» **About this exercise**
Below are entries; work out how many of their lines include the string "tests", and reply with the number only.
======== Records for the exercise
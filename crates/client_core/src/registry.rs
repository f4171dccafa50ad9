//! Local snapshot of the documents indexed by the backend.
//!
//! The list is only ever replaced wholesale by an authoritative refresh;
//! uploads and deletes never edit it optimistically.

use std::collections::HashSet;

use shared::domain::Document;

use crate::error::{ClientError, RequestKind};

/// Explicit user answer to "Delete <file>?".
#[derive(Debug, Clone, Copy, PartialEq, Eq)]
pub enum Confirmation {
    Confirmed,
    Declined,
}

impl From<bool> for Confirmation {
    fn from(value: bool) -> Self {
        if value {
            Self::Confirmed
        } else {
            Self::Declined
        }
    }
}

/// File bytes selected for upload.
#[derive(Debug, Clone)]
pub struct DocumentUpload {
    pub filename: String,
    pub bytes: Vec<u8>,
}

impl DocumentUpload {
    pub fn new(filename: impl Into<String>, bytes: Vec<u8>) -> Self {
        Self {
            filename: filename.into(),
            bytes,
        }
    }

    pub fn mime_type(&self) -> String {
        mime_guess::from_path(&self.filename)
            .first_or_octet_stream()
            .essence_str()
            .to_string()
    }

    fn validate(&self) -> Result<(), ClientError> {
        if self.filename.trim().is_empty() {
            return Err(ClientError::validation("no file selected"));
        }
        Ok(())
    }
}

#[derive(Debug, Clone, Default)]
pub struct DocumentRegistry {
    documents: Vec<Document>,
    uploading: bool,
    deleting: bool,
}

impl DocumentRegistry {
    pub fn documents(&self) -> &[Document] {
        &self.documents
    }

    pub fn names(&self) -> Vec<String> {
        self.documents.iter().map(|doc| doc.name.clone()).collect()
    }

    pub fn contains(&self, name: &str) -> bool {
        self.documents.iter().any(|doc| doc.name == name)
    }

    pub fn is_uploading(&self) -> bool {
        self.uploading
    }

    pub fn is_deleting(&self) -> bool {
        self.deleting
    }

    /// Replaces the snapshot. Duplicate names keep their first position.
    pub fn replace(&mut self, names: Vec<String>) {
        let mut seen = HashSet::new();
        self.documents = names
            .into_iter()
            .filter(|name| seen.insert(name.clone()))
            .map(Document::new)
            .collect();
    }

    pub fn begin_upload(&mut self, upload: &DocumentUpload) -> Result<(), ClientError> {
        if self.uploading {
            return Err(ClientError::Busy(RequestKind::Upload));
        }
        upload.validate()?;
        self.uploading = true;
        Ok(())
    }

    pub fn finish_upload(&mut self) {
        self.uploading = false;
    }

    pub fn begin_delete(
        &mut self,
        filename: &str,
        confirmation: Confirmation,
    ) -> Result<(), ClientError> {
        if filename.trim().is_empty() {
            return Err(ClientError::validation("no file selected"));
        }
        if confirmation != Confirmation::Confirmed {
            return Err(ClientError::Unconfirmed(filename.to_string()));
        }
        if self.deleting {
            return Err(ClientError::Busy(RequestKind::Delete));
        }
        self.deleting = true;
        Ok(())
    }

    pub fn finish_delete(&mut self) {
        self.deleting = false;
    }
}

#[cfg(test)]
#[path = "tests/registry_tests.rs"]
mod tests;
================
» **Answer section**
2